> [TASK DIRECTIONS] Search the entries for the word "ServiceBuilder" and pull out each line that has it.

────

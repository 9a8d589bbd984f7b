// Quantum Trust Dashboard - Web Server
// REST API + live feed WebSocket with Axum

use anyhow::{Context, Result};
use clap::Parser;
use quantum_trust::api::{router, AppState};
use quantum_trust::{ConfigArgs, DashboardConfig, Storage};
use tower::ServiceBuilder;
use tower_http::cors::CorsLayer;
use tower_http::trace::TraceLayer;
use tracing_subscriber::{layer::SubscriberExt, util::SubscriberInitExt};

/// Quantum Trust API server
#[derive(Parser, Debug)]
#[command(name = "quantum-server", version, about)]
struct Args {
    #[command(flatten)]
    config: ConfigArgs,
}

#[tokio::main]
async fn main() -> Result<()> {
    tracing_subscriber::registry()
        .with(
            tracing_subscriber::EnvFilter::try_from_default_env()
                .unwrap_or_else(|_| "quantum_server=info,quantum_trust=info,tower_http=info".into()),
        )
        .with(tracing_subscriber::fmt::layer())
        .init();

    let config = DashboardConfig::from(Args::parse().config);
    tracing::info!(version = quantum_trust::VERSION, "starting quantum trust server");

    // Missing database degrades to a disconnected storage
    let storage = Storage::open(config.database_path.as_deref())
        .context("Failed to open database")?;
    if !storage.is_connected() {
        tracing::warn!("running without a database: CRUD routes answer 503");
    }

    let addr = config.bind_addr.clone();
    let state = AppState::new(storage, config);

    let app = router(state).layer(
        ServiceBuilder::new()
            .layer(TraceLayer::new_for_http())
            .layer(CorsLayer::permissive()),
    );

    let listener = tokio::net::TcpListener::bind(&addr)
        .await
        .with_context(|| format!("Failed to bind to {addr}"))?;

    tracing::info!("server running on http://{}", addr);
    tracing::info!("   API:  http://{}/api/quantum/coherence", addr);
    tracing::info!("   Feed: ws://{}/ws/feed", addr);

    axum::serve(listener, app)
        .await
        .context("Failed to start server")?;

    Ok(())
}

────

> [ANSWER TO THE EXERCISE]
use tower::ServiceBuilder;
        ServiceBuilder::new()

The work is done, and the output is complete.